Kristin Murdock
09 November 2025, 2:40 AM

Australians living with chronic obstructive pulmonary disease (COPD) are facing worsening health outcomes as use of a vital diagnostic test falls, at a time when the Western NSW region records the highest rate of COPD treatment in the country.
COPD is a progressive, incurable lung disease that includes emphysema and chronic bronchitis and causes persistent breathlessness, coughing, and flare-ups that can become life-threatening if not managed effectively.
The condition damages and inflames lung tissue, narrowing airways and making it harder to breathe.
A new report by health advisory firm Evohealth, Change that can’t wait: Reducing the human and economic burden of COPD in Australia, found the disease kills more Australians each year than breast and prostate cancers combined.
It costs the health system $1.67 billion annually, with more than 7,600 deaths recorded each year.
The number of Australians living with COPD is expected to rise from 526,000 to over 843,000 by 2050.
About one in 13 people aged over 40 are thought to have the condition, yet half remain undiagnosed.
At the same time, the Atlas Focus Report: COPD released by the Australian Commission on Safety and Quality in Health Care revealed a 31 per cent drop in spirometry testing between 2015-16 and 2022-23.
Spirometry is a simple breathing test that measures lung function and is considered the gold standard for confirming a COPD diagnosis.
Without it, patients risk being misdiagnosed and prescribed unnecessary or potentially harmful medications.
“Everybody with recurrent shortness of breath, wheeze or cough, and a risk factor like smoking, should talk to their GP about getting a spirometry test,” said Dr Lee Fong, the Commission’s Medical Advisor.
“The Atlas highlights opportunities to improve early and accurate diagnosis, which is essential to ensure people receive the right treatment at the right time.”
The report also revealed a worrying trend: as spirometry rates decline, use of complex COPD medications is surging.
The Western NSW Primary Health Network (PHN) covering Dubbo, Bourke, Coonamble, Nyngan and Brewarrina, recorded the highest rate of triple-therapy prescriptions in Australia.

Dust exposure and agricultural work are just two risk factors for Chronic Obstructive Pulmonary Disease.
According to the Commission’s Atlas, 3,765 prescriptions per 100,000 people were dispensed in 2015-16, rising to 8,846 per 100,000 in 2022-23 - more than doubling in just seven years.
These figures refer to the dispensing of triple-therapy medicines (a combination of three inhaled drugs used in severe COPD).

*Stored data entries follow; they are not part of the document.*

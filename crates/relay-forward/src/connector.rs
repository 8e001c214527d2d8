//! Outbound SFTP connector
//!
//! Establishes an authenticated SSH session with one server and starts the
//! SFTP conversation on a session channel.

use std::sync::Arc;
use std::time::Duration;

use async_trait::async_trait;
use russh::client::{self, Config, Handle};
use russh::{ChannelMsg, Disconnect};
use russh_keys::key::{KeyPair, PublicKey};
use russh_sftp::client::error::Error as SftpError;
use russh_sftp::client::fs::File;
use russh_sftp::client::SftpSession;
use thiserror::Error;

use relay_core::config::ForwarderConfig;
use relay_core::HostKeyVerifier;
use relay_protocol::SFTP_SUBSYSTEM;

/// Connection errors that may require special handling
#[derive(Debug, Error)]
pub enum ConnectionError {
    /// Authentication was rejected by the server
    #[error("Authentication rejected by {address}")]
    AuthRejected { address: String },

    /// Host key verification failed
    #[error("Host key of {address} is not trusted")]
    HostKeyRejected { address: String },

    /// The server refused the SFTP subsystem
    #[error("{address} refused the '{subsystem}' subsystem")]
    SubsystemRejected { address: String, subsystem: String },

    /// The connection did not complete in time
    #[error("Connecting to {address} timed out after {after:?}")]
    Timeout { address: String, after: Duration },

    /// Other connection error
    #[error("{0}")]
    Other(#[from] anyhow::Error),
}

/// Opens SFTP conversations with relay servers
pub struct SftpConnector {
    /// SSH client configuration
    ssh_config: Arc<Config>,
    /// Username presented to every server
    username: String,
    /// Private key for authentication
    key: Arc<KeyPair>,
    /// Decides which host keys are trusted
    verifier: Arc<dyn HostKeyVerifier>,
    /// Upper bound on establishing one conversation
    connect_timeout: Option<Duration>,
}

impl SftpConnector {
    /// Create a connector authenticating with `key`
    pub fn new(
        config: &ForwarderConfig,
        key: Arc<KeyPair>,
        verifier: Arc<dyn HostKeyVerifier>,
    ) -> Self {
        tracing::debug!("Host key verifier: {}", verifier.name());
        Self {
            ssh_config: Arc::new(Config::default()),
            username: config.username.clone(),
            key,
            verifier,
            connect_timeout: config.connect_timeout,
        }
    }

    /// Open an SFTP conversation with the server at `address`
    ///
    /// Makes a single attempt; callers decide what a failure means.
    pub async fn connect(&self, address: &str) -> Result<RemoteFs, ConnectionError> {
        match self.connect_timeout {
            Some(after) => tokio::time::timeout(after, self.establish(address))
                .await
                .map_err(|_| ConnectionError::Timeout {
                    address: address.to_string(),
                    after,
                })?,
            None => self.establish(address).await,
        }
    }

    async fn establish(&self, address: &str) -> Result<RemoteFs, ConnectionError> {
        let handler = ClientHandler {
            address: address.to_string(),
            verifier: Arc::clone(&self.verifier),
        };

        tracing::debug!("Connecting to {}", address);
        let mut session = client::connect(Arc::clone(&self.ssh_config), address, handler)
            .await
            .map_err(|e| match e {
                russh::Error::UnknownKey => ConnectionError::HostKeyRejected {
                    address: address.to_string(),
                },
                other => ConnectionError::Other(anyhow::anyhow!(
                    "Failed to connect to {}: {}",
                    address,
                    other
                )),
            })?;

        tracing::debug!("Authenticating to {} as user '{}'", address, self.username);
        let authenticated = session
            .authenticate_publickey(&self.username, Arc::clone(&self.key))
            .await
            .map_err(|e| anyhow::anyhow!("Authentication error: {}", e))?;

        if !authenticated {
            return Err(ConnectionError::AuthRejected {
                address: address.to_string(),
            });
        }

        let mut channel = session
            .channel_open_session()
            .await
            .map_err(|e| anyhow::anyhow!("Failed to open session channel: {}", e))?;

        channel
            .request_subsystem(true, SFTP_SUBSYSTEM)
            .await
            .map_err(|e| anyhow::anyhow!("Failed to request subsystem: {}", e))?;

        let accepted = loop {
            match channel.wait().await {
                Some(ChannelMsg::Success) => break true,
                Some(ChannelMsg::Failure) | None => break false,
                Some(other) => {
                    tracing::trace!("Ignoring {:?} while awaiting subsystem reply", other);
                }
            }
        };

        if !accepted {
            return Err(ConnectionError::SubsystemRejected {
                address: address.to_string(),
                subsystem: SFTP_SUBSYSTEM.to_string(),
            });
        }

        let sftp = SftpSession::new(channel.into_stream())
            .await
            .map_err(|e| anyhow::anyhow!("SFTP handshake with {} failed: {}", address, e))?;

        tracing::info!("SFTP session established with {}", address);

        Ok(RemoteFs {
            address: address.to_string(),
            session,
            sftp,
        })
    }
}

/// An SFTP conversation with one server
pub struct RemoteFs {
    /// Server address, for diagnostics
    address: String,
    /// SSH session handle
    session: Handle<ClientHandler>,
    /// SFTP client running on the negotiated channel
    sftp: SftpSession,
}

impl RemoteFs {
    /// Address of the server
    pub fn address(&self) -> &str {
        &self.address
    }

    /// Open an existing remote file for reading
    pub async fn open_read(&self, path: &str) -> Result<File, SftpError> {
        self.sftp.open(path).await
    }

    /// Create or truncate a remote file for writing
    pub async fn create(&self, path: &str) -> Result<File, SftpError> {
        self.sftp.create(path).await
    }

    /// End the SFTP conversation and disconnect
    pub async fn close(self) -> anyhow::Result<()> {
        drop(self.sftp);
        self.session
            .disconnect(Disconnect::ByApplication, "", "en")
            .await?;
        tracing::debug!("Disconnected from {}", self.address);
        Ok(())
    }
}

/// SSH client handler delegating host key trust to a verifier
pub struct ClientHandler {
    /// Server address the key is checked for
    address: String,
    /// Configured verifier
    verifier: Arc<dyn HostKeyVerifier>,
}

#[async_trait]
impl client::Handler for ClientHandler {
    type Error = russh::Error;

    async fn check_server_key(
        &mut self,
        server_public_key: &PublicKey,
    ) -> Result<bool, Self::Error> {
        Ok(self.verifier.verify(&self.address, server_public_key))
    }
}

The Commission notes these rates indicate treatment intensity, not prevalence, showing that more people in the region are living with advanced, difficult-to-manage disease.
Respiratory specialist Professor Christine Jenkins, from The George Institute, said people in rural and remote communities often face delayed diagnosis and inconsistent access to care, leaving them reliant on long-term medication or emergency hospital visits.

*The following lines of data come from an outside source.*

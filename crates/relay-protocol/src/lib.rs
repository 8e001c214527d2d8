//! relay-protocol: Channel and subsystem negotiation model
//!
//! This crate describes the parts of an SSH connection that the relay
//! servers make decisions about: which channel offers are accepted, how
//! channel requests are represented, and the per-channel state machine
//! that decides when the SFTP subsystem has been negotiated.

pub mod channel;
pub mod error;
pub mod negotiate;
pub mod request;

pub use channel::{ChannelKind, OfferDecision, RejectReason};
pub use error::ProtocolError;
pub use negotiate::{NegotiationOutcome, NegotiationState, SubsystemNegotiator};
pub use request::{decode_subsystem_name, encode_ssh_string, PendingRequest, RequestKind};

/// Name of the file-transfer subsystem served on negotiated channels
pub const SFTP_SUBSYSTEM: &str = "sftp";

“Patients often face delayed diagnosis and inconsistent access to specialist treatment, pushing them into hospital time and again,” she said.
COPD rates are three times higher in the most disadvantaged areas compared with affluent ones and significantly higher in regional and remote regions.

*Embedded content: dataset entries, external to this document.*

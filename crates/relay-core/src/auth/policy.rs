//! Authorization policies

use russh_keys::key::PublicKey;

use super::AuthorizedKeys;

/// Verdict of an authorization policy
#[derive(Debug, Clone, Copy, PartialEq, Eq)]
pub enum AuthDecision {
    /// Let the client in
    Accept,
    /// Refuse the attempt
    Reject,
}

/// Decides whether a user presenting a public key may log in
pub trait AuthPolicy: Send + Sync {
    /// Short name used in logs
    fn name(&self) -> &'static str;

    /// Decide on a public key authentication attempt
    fn authorize(&self, user: &str, key: &PublicKey) -> AuthDecision;
}

/// Accepts any key presented for one configured username
///
/// The key itself is never checked, so this policy is not suitable for
/// untrusted networks.
#[derive(Debug, Clone)]
pub struct SingleUserPolicy {
    username: String,
}

impl SingleUserPolicy {
    /// Create a policy admitting `username`
    pub fn new(username: impl Into<String>) -> Self {
        Self {
            username: username.into(),
        }
    }
}

impl AuthPolicy for SingleUserPolicy {
    fn name(&self) -> &'static str {
        "single-user"
    }

    fn authorize(&self, user: &str, _key: &PublicKey) -> AuthDecision {
        if user == self.username {
            AuthDecision::Accept
        } else {
            AuthDecision::Reject
        }
    }
}

/// Requires both the username and a listed key fingerprint
#[derive(Debug)]
pub struct AuthorizedKeysPolicy {
    username: String,
    keys: AuthorizedKeys,
}

impl AuthorizedKeysPolicy {
    /// Create a policy admitting `username` with any of `keys`
    pub fn new(username: impl Into<String>, keys: AuthorizedKeys) -> Self {
        Self {
            username: username.into(),
            keys,
        }
    }
}

impl AuthPolicy for AuthorizedKeysPolicy {
    fn name(&self) -> &'static str {
        "authorized-keys"
    }

    fn authorize(&self, user: &str, key: &PublicKey) -> AuthDecision {
        if user != self.username {
            return AuthDecision::Reject;
        }

        if self.keys.is_authorized(&key.fingerprint()) {
            AuthDecision::Accept
        } else {
            AuthDecision::Reject
        }
    }
}
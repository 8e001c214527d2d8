//! relay-server: SSH servers exposing the SFTP subsystem
//!
//! Both ends of a relay run this server: the sender exposes the file to
//! forward and the receiver accepts the upload. Each accepted connection
//! gets its own session task; each `session` channel on it negotiates the
//! SFTP subsystem independently and is then served by its own file server.

pub mod server;
pub mod session;
pub mod sftp;

pub use server::{
    shutdown_on_signal, ActiveConnections, ConnectionHandler, SftpServer, TransportConfig,
};
pub use sftp::FileServer;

Dust exposure, smoking, air pollution and agricultural work all contribute to the rural burden.
First Nations people are also disproportionately affected, particularly in regional and remote communities, where structural and socioeconomic disadvantage remains a major health determinant.
“The combination of disadvantage, environmental exposure and limited healthcare access means people in the bush are more likely to live with COPD, and die from it earlier,” said Evohealth Managing Director Renae Beardmore.
Experts say falling spirometry rates and rising use of triple therapy underline an urgent need to refocus on early, evidence-based diagnosis and appropriate prescribing.
“COPD is one of the leading causes of preventable hospitalisations in Australia,” Dr Fong said.
“We now have clear national data showing spirometry use has plummeted, while triple therapy which should be reserved for severe cases has risen dramatically.”
The Commission’s new COPD Clinical Care Standard, released in 2024, outlines steps for improving access to diagnosis, specialist care and treatment consistency across the country.
For regional Australians, experts say, the challenge is ensuring those standards reach the patients who need them most and before a cough becomes a crisis.